People First: Roles & RACI
Before you touch platforms, make ownership crystal-clear. Define who drives adoption, who runs platform guardrails, and who is accountable per workload.
RACI
Workstream / Workload | Purpose (what this team owns) | Responsible (R) | Accountable (A) | Consulted (C) | Informed (I) |
---|---|---|---|---|---|
Adoption (overall) | Backlog, wave planning, comms & change | Cloud Adoption Lead | Exec Sponsor | CIO, CISO, PMO | Helpdesk, Finance |
Platform guardrails | Identity, networking, policy, landing zones | Platform/Infra Lead | Head of IT | Security, Networking, Identity | App Owners |
Security & compliance | Reviews, risk mgmt, compliance mapping | Security Lead | CISO | Platform, Data, Legal | Exec Sponsor, PMO |
Workload: Customer Portal | Wave 1 delivery for this app | App Team Lead | LoB/Product Owner | Platform, Security, DBAs | Support, PMO |
Workload: Data Warehouse | Wave 1 delivery for this data platform | Data/Analytics Lead | LoB/Product Owner | Platform, Security, Networking | Support, PMO |
Tip: Replace role titles with names once confirmed. Keep the table in your repo/wiki and update per wave.
Quick checklist
▸ [ ] Accountability set:
Each Wave 1 workload has a named A (Accountable) and an R (Responsible)
▸ [ ] Capacity secured:
Adoption & Platform teams have bandwidth and time-boxed commitments
▸ [ ] Security in the loop:
Security/Compliance are C (Consulted) with a defined review SLA (e.g., 3 business days)
▸ [ ] Cadence agreed:
Reporting rhythm set (weekly/bi-weekly) with a short, consistent template
▸ [ ] Escalation path:
Who unblocks decisions within 24h–48h is documented
▸ [ ] Kick-off booked (60 min):
Outcomes/KPIs (10) → Wave 1 candidates (15) → Draft RACI (15) → Next steps (20)

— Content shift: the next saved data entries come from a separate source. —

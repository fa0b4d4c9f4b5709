//! Screenmap Linux Platform Integration
//!
//! Platform-specific implementations for Linux:
//! - **Monitor Sources:** Capturing the raw `xrandr --listmonitors` text
//! - **Listing Parser:** Extracting monitor geometry from that text
//! - **Display Detection:** Building ordered display records

pub mod display;
pub mod listmonitors;
pub mod source;

pub use display::*;
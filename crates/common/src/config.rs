//! Application configuration.
//!
//! Every field has a default, and the defaults reproduce the stock
//! behavior: run `xrandr --listmonitors` through `sh` and log warnings only.

use std::path::{Path, PathBuf};

use serde::{Deserialize, Serialize};

use crate::error::{ScreenmapError, ScreenmapResult};

/// Global application configuration.
#[derive(Debug, Clone, Default, PartialEq, Serialize, Deserialize)]
#[serde(default)]
pub struct AppConfig {
    /// Logging configuration.
    pub logging: LoggingConfig,

    /// Where the monitor listing comes from.
    pub source: SourceConfig,
}

/// Logging configuration.
#[derive(Debug, Clone, PartialEq, Serialize, Deserialize)]
#[serde(default)]
pub struct LoggingConfig {
    /// Log level filter (e.g., "warn", "debug", "screenmap=debug,warn").
    pub level: String,

    /// Whether to output structured JSON logs.
    pub json: bool,
}

/// Monitor-listing command settings.
#[derive(Debug, Clone, PartialEq, Serialize, Deserialize)]
#[serde(default)]
pub struct SourceConfig {
    /// Shell used to interpret `command`.
    pub shell: String,

    /// Command line passed to `shell -c`.
    pub command: String,
}

impl Default for LoggingConfig {
    fn default() -> Self {
        Self {
            level: "warn".to_string(),
            json: false,
        }
    }
}

impl Default for SourceConfig {
    fn default() -> Self {
        Self {
            shell: "sh".to_string(),
            command: "xrandr --listmonitors".to_string(),
        }
    }
}

impl AppConfig {
    /// Load config from the standard location, falling back to defaults.
    ///
    /// Runs before logging is initialized, so a broken file is handed back
    /// alongside the defaults for the caller to report.
    pub fn load() -> (Self, Option<ScreenmapError>) {
        Self::load_or_default(&config_file_path())
    }

    /// Load config from `path`. A missing file is not an error.
    pub fn load_or_default(path: &Path) -> (Self, Option<ScreenmapError>) {
        if !path.exists() {
            return (Self::default(), None);
        }
        match Self::load_from(path) {
            Ok(config) => (config, None),
            Err(e) => (Self::default(), Some(e)),
        }
    }

    /// Load config from an explicit path.
    pub fn load_from(path: &Path) -> ScreenmapResult<Self> {
        let content = std::fs::read_to_string(path)?;
        serde_json::from_str(&content)
            .map_err(|e| ScreenmapError::config(format!("{}: {e}", path.display())))
    }
}

/// Standard config file location.
pub fn config_file_path() -> PathBuf {
    let base = std::env::var("XDG_CONFIG_HOME")
        .map(PathBuf::from)
        .unwrap_or_else(|_| {
            let home = std::env::var("HOME").unwrap_or_else(|_| "/tmp".to_string());
            PathBuf::from(home).join(".config")
        });
    base.join("screenmap").join("config.json")
}
//! Monitor sources: where the raw listing text comes from.

use std::process::Command;

use screenmap_common::config::SourceConfig;
use screenmap_common::error::{ScreenmapError, ScreenmapResult};

/// Something that yields the raw bytes of a monitor listing.
pub trait MonitorSource {
    /// Human-readable description, used in errors and logs.
    fn describe(&self) -> &str;

    /// Capture the complete listing. Each call re-queries the system.
    fn capture(&self) -> ScreenmapResult<Vec<u8>>;
}

/// Runs a command line through a shell and captures its stdout.
#[derive(Debug, Clone)]
pub struct ShellCommandSource {
    shell: String,
    command: String,
}

impl ShellCommandSource {
    pub fn new(shell: impl Into<String>, command: impl Into<String>) -> Self {
        Self {
            shell: shell.into(),
            command: command.into(),
        }
    }

    /// `sh -c "xrandr --listmonitors"`.
    pub fn xrandr() -> Self {
        Self::from_config(&SourceConfig::default())
    }

    pub fn from_config(config: &SourceConfig) -> Self {
        Self::new(&config.shell, &config.command)
    }
}

impl MonitorSource for ShellCommandSource {
    fn describe(&self) -> &str {
        &self.command
    }

    fn capture(&self) -> ScreenmapResult<Vec<u8>> {
        tracing::debug!(shell = %self.shell, command = %self.command, "Running monitor listing");

        let output = Command::new(&self.shell)
            .arg("-c")
            .arg(&self.command)
            .output()
            .map_err(|e| {
                ScreenmapError::external_command(
                    &self.command,
                    format!("could not spawn `{}`: {e}", self.shell),
                )
            })?;

        if !output.status.success() {
            let stderr = String::from_utf8_lossy(&output.stderr);
            let stderr = stderr.trim();
            let message = if stderr.is_empty() {
                output.status.to_string()
            } else {
                format!("{}: {stderr}", output.status)
            };
            return Err(ScreenmapError::external_command(&self.command, message));
        }

        tracing::debug!(bytes = output.stdout.len(), "Captured monitor listing");
        Ok(output.stdout)
    }
}

/// Serves a fixed listing; used for fixtures and offline runs.
#[derive(Debug, Clone)]
pub struct StaticSource {
    label: String,
    bytes: Vec<u8>,
}

impl StaticSource {
    pub fn new(label: impl Into<String>, bytes: impl Into<Vec<u8>>) -> Self {
        Self {
            label: label.into(),
            bytes: bytes.into(),
        }
    }

    pub fn from_text(text: &str) -> Self {
        Self::new("static listing", text)
    }
}

impl MonitorSource for StaticSource {
    fn describe(&self) -> &str {
        &self.label
    }

    fn capture(&self) -> ScreenmapResult<Vec<u8>> {
        Ok(self.bytes.clone())
    }
}
mod directions;
mod locations;
mod map;

use std::sync::Arc;

use axum::{
    extract::State,
    http::{header, HeaderName, Method, StatusCode},
    response::IntoResponse,
    routing::{get, post},
    Extension, Json, Router,
};
use campusnav_core::{LocationDirectory, MapConfig};
use campusnav_directions::DirectionsClient;
use chrono::{DateTime, Utc};
use serde::Serialize;
use tower::ServiceBuilder;
use tower_http::{cors::CorsLayer, trace::TraceLayer};

use crate::middleware::{limit_directions, request_id, DirectionsQuota, RequestId};

/// Shared state for every handler.
///
/// The map configuration and the location list are loaded independently at
/// startup; either may be absent, in which case only the endpoints that need
/// it answer `feature_unavailable`.
#[derive(Clone)]
pub struct AppState {
    pub map: Option<Arc<MapConfig>>,
    pub directory: Option<Arc<LocationDirectory>>,
    pub directions: Arc<DirectionsClient>,
}

impl AppState {
    pub(super) fn map_config(&self, request_id: &str) -> Result<Arc<MapConfig>, ApiError> {
        self.map.clone().ok_or_else(|| {
            ApiError::new(
                request_id,
                "feature_unavailable",
                "map configuration could not be loaded",
            )
        })
    }

    pub(super) fn location_directory(
        &self,
        request_id: &str,
    ) -> Result<Arc<LocationDirectory>, ApiError> {
        self.directory.clone().ok_or_else(|| {
            ApiError::new(
                request_id,
                "feature_unavailable",
                "location list could not be loaded",
            )
        })
    }
}

#[derive(Debug, Serialize)]
pub struct ApiResponse<T: Serialize> {
    pub data: T,
    pub meta: ResponseMeta,
}

#[derive(Debug, Serialize)]
pub struct ResponseMeta {
    pub request_id: String,
    pub timestamp: DateTime<Utc>,
}

#[derive(Debug, Serialize)]
pub struct ApiError {
    pub error: ErrorBody,
    pub meta: ResponseMeta,
}

#[derive(Debug, Serialize)]
pub struct ErrorBody {
    pub code: String,
    pub message: String,
}

#[derive(Debug, Serialize, PartialEq, Eq)]
struct HealthData {
    status: &'static str,
    map_config: &'static str,
    locations: &'static str,
}

impl ResponseMeta {
    pub(super) fn new(request_id: String) -> Self {
        Self {
            request_id,
            timestamp: Utc::now(),
        }
    }
}

impl ApiError {
    pub fn new(
        request_id: impl Into<String>,
        code: impl Into<String>,
        message: impl Into<String>,
    ) -> Self {
        Self {
            error: ErrorBody {
                code: code.into(),
                message: message.into(),
            },
            meta: ResponseMeta::new(request_id.into()),
        }
    }
}

impl IntoResponse for ApiError {
    fn into_response(self) -> axum::response::Response {
        let status = match self.error.code.as_str() {
            "not_found" => StatusCode::NOT_FOUND,
            "bad_request" | "validation_error" => StatusCode::BAD_REQUEST,
            "unresolved_locations" | "directions_failed" => StatusCode::UNPROCESSABLE_ENTITY,
            "rate_limited" => StatusCode::TOO_MANY_REQUESTS,
            "upstream_error" => StatusCode::BAD_GATEWAY,
            "feature_unavailable" => StatusCode::SERVICE_UNAVAILABLE,
            _ => StatusCode::INTERNAL_SERVER_ERROR,
        };
        (status, Json(self)).into_response()
    }
}

fn build_cors() -> CorsLayer {
    CorsLayer::new()
        .allow_origin(tower_http::cors::Any)
        .allow_methods([Method::GET, Method::POST])
        .allow_headers([header::CONTENT_TYPE, HeaderName::from_static("x-request-id")])
}

fn api_router(quota: DirectionsQuota) -> Router<AppState> {
    Router::new()
        .route("/api/v1/health", get(health))
        .route("/api/v1/map", get(map::get_map))
        .route("/api/v1/locations", get(locations::list_locations))
        .route(
            "/api/v1/locations/suggestions",
            get(locations::list_suggestions),
        )
        .route(
            "/api/v1/directions",
            post(directions::get_directions).layer(axum::middleware::from_fn_with_state(
                quota,
                limit_directions,
            )),
        )
}

pub fn build_app(state: AppState, quota: DirectionsQuota) -> Router {
    Router::new()
        .merge(api_router(quota))
        .layer(
            ServiceBuilder::new()
                .layer(TraceLayer::new_for_http())
                .layer(build_cors())
                .layer(axum::middleware::from_fn(request_id)),
        )
        .with_state(state)
}

async fn health(
    State(state): State<AppState>,
    Extension(req_id): Extension<RequestId>,
) -> impl IntoResponse {
    let readiness = |ready: bool| if ready { "ok" } else { "unavailable" };
    let map_ready = state.map.is_some();
    let locations_ready = state.directory.is_some();

    let (status, overall) = if map_ready && locations_ready {
        (StatusCode::OK, "ok")
    } else {
        tracing::warn!(map_ready, locations_ready, "health check: degraded");
        (StatusCode::SERVICE_UNAVAILABLE, "degraded")
    };

    (
        status,
        Json(ApiResponse {
            data: HealthData {
                status: overall,
                map_config: readiness(map_ready),
                locations: readiness(locations_ready),
            },
            meta: ResponseMeta::new(req_id.0),
        }),
    )
}
use thiserror::Error;

/// Errors raised while loading configuration: environment variables and the
/// two XML documents (map configuration and location list).
#[derive(Debug, Error)]
pub enum ConfigError {
    #[error("missing required environment variable: {0}")]
    MissingEnvVar(String),

    #[error("invalid value for environment variable {var}: {reason}")]
    InvalidEnvVar { var: String, reason: String },

    #[error("failed to read {path}: {source}")]
    FileIo {
        path: String,
        #[source]
        source: std::io::Error,
    },

    #[error("failed to parse {document}: {source}")]
    XmlParse {
        document: &'static str,
        #[source]
        source: quick_xml::DeError,
    },

    /// A required element is absent or empty. `entry` identifies the element
    /// that owns the field (e.g. `location #3` or `center`).
    #[error("{document}: {entry} is missing required field <{field}>")]
    MissingField {
        document: &'static str,
        entry: String,
        field: &'static str,
    },

    #[error("{document}: {entry} has non-numeric <{field}> value '{value}'")]
    InvalidCoordinate {
        document: &'static str,
        entry: String,
        field: &'static str,
        value: String,
    },
}

/// Errors surfaced to the user while validating a route submission or
/// editing the waypoint list.
#[derive(Debug, Clone, PartialEq, Eq, Error)]
pub enum NavError {
    #[error("Both a starting and ending location are required.")]
    MissingRequiredField,

    /// Every raw name that failed lookup, in form order (start, waypoints, end).
    #[error(
        "The following locations couldn't be found. Please check your location names and spellings and try again:\n{}",
        .0.join("\n")
    )]
    UnresolvedLocations(Vec<String>),

    #[error("no more than {max} waypoints can be added")]
    WaypointLimit { max: usize },
}

/// Rejections from the fail-soft setters on [`crate::Coordinate`] and
/// [`crate::LocationRecord`]. The target value is left unchanged.
#[derive(Debug, Clone, PartialEq, Error)]
pub enum FieldError {
    #[error("Name is a required field that takes a non-empty string value.")]
    EmptyName,

    #[error("{field} values must be numeric, got {value}")]
    NonNumeric { field: &'static str, value: f64 },
}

▸ [ ] Published & visible:
RACI stored in a shared location; owners linked on backlog items
▸ [ ] Next 7–10 days committed:
3–5 tasks assigned with owners & due dates (e.g., estate snapshot, 8Rs workshop, security review)
Prioritize & Sequence Value × Feasibility
Score each candidate workload on Value (business impact) and Feasibility (readiness, risk, effort) from 1–5. Multiply to get a priority score (V×F). Pick a small, representative Wave 1 you can complete in 4–6 weeks.
Value × Feasibility scoring
Workload | Value (1–5) | Feasibility (1–5) | Score (= V×F) | Notes / Risks | Decision |
---|---|---|---|---|---|
Customer Portal (DB + API) | 5 | 3 | 15 | DB dependency; change window needed | ✅ Wave 1 |
Data Warehouse | 4 | 4 | 16 | Throughput OK; network verified | ✅ Wave 1 |
Legacy Report Generator | 2 | 5 | 10 | No usage last 6 months | 🔸 Retire / later |
Tip: If you can’t decide an 8R disposition quickly, default to Rehost (bridge) or Replatform (PaaS) and revisit later.
Scenario: On-Prem SQL Server 2014 (End of Support)
Context:
▸ Classic 3-tier app. Database = SQL Server 2014 (End of Support July 9, 2024)
▸ OS = Windows Server 2012 R2 (End of Support Oct 10, 2023)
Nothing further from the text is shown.